> _INSTRUCTIONS FOR THE TASK_:
The answer must consist of every line in the records that contains the word "port".

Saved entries

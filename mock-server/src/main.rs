use tokio::net::TcpListener;
use tracing::info;
use tracing_subscriber::EnvFilter;

#[tokio::main]
async fn main() -> Result<(), std::io::Error> {
    tracing_subscriber::fmt()
        .with_env_filter(EnvFilter::try_from_default_env().unwrap_or_else(|_| EnvFilter::new("info")))
        .init();

    let port = std::env::var("PORT").unwrap_or_else(|_| "3000".to_string());
    let addr = format!("127.0.0.1:{port}");
    let listener = TcpListener::bind(&addr).await?;
    info!(%addr, "mock placeholder API listening");
    mock_server::run(listener).await
}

> _FINAL ANSWER_:
    let port = std::env::var("PORT").unwrap_or_else(|_| "3000".to_string());
    let addr = format!("127.0.0.1:{port}");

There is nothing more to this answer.